Acompanhados da canoa, de um tronco só, como faziam os indígenas, ou nas traineiras, baleeiras e outras embarcações, os pescadores navegam pelos distintos “modos de fazer”, de acordo com a época do ano, o pescado da temporada e as condições do mar. Na região, é possível enumerar uma grande variedade de práticas: a rede de espera, o cerco flutuante, o arrasto, que também pode ser de praia, a tarrafa, o zangareio, a linha, o covo, o jereré e muitos outros. As mãos que tecem e tingem as malhas das redes, são as mesmas que trabalham no trançado do bambu, nos dois momentos com o mesmo objetivo: capturar peixes, crustáceos e moluscos.

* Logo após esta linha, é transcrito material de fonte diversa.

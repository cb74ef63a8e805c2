//! Authenticated dashboard shell: sidebar, header, routed outlet, footer.

use leptos::prelude::*;
use leptos_router::NavigateOptions;
use leptos_router::components::Outlet;
use leptos_router::hooks::use_navigate;

use crate::components::footer::Footer;
use crate::components::sidebar::Sidebar;
use crate::state::auth::AuthState;
use crate::state::ui::UiState;

/// Dashboard layout hosting the five view components under a common shell.
/// Redirects to `/login` whenever the session predicate fails.
#[component]
pub fn DashboardPage() -> impl IntoView {
    let auth = expect_context::<RwSignal<AuthState>>();
    let ui = expect_context::<RwSignal<UiState>>();
    let navigate = use_navigate();

    // Route guard: unauthenticated users never see the dashboard tree.
    Effect::new(move || {
        let state = auth.get();
        if !state.loading && state.user.is_none() {
            navigate("/login", NavigateOptions::default());
        }
    });

    let toggle_sidebar = move |_| {
        ui.update(|u| u.sidebar_collapsed = !u.sidebar_collapsed);
    };

    view! {
        <div class="dashboard" class:dashboard--collapsed=move || ui.get().sidebar_collapsed>
            <Sidebar/>

            <div class="dashboard__main">
                <header class="dashboard__header">
                    <button class="dashboard__sidebar-trigger" on:click=toggle_sidebar title="Toggle sidebar">
                        "\u{2630}"
                    </button>
                    <div class="dashboard__brand">
                        <h1>"\u{1F33E} AgroPredictor"</h1>
                        <p>"Smart Farming Assistant - Crop, Fertilizer & Weather"</p>
                    </div>
                </header>

                <main class="dashboard__content">
                    <Outlet/>
                </main>

                <Footer/>
            </div>
        </div>
    }
}
#[cfg(test)]
#[path = "config_test.rs"]
mod config_test;

use std::time::Duration;

/// Where the advisory service lives and how long we wait for it.
///
/// Provided via context at application start so no component hard-codes an
/// endpoint. The service itself is an external collaborator; only its base
/// address and our patience are configurable here.
#[derive(Clone, Debug, PartialEq, Eq)]
pub struct ApiConfig {
    pub base_url: String,
    pub timeout_ms: u64,
}

impl Default for ApiConfig {
    fn default() -> Self {
        Self {
            base_url: "http://127.0.0.1:5000".to_owned(),
            timeout_ms: 15_000,
        }
    }
}

impl ApiConfig {
    /// Join a path onto the base URL, tolerating trailing/leading slashes.
    pub fn url(&self, path: &str) -> String {
        let base = self.base_url.trim_end_matches('/');
        let path = path.trim_start_matches('/');
        format!("{base}/{path}")
    }

    pub fn timeout(&self) -> Duration {
        Duration::from_millis(self.timeout_ms)
    }
}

Em Paraty, a pesca artesanal esteve sempre presente na vida do povo, e desempenhou um importante papel econômico no século XIX, período de isolamento e estagnação do município. O ofício de pescador, que por muitas vezes, somava-se ao de agricultor, nas roças cultivadas em família, ainda hoje, é fonte de renda e alimento para muitos paratienses, sobretudo, nas comunidades costeiras. Nos dias atuais, para complementar a renda familiar, a segunda atividade que passou a ser exercida por muitos pescadores da cidade foi o turismo. No entanto, aliado às novas práticas ou não, cada pescador traz em si a percepção da natureza, a capacidade de adaptação, gestão dos recursos naturais e um profundo vínculo com o meio em que está inserido. Suas destrezas são registros do saberes do nosso povo, que escreve sua história e segue caminhando como seus antepassados, no curso do mar.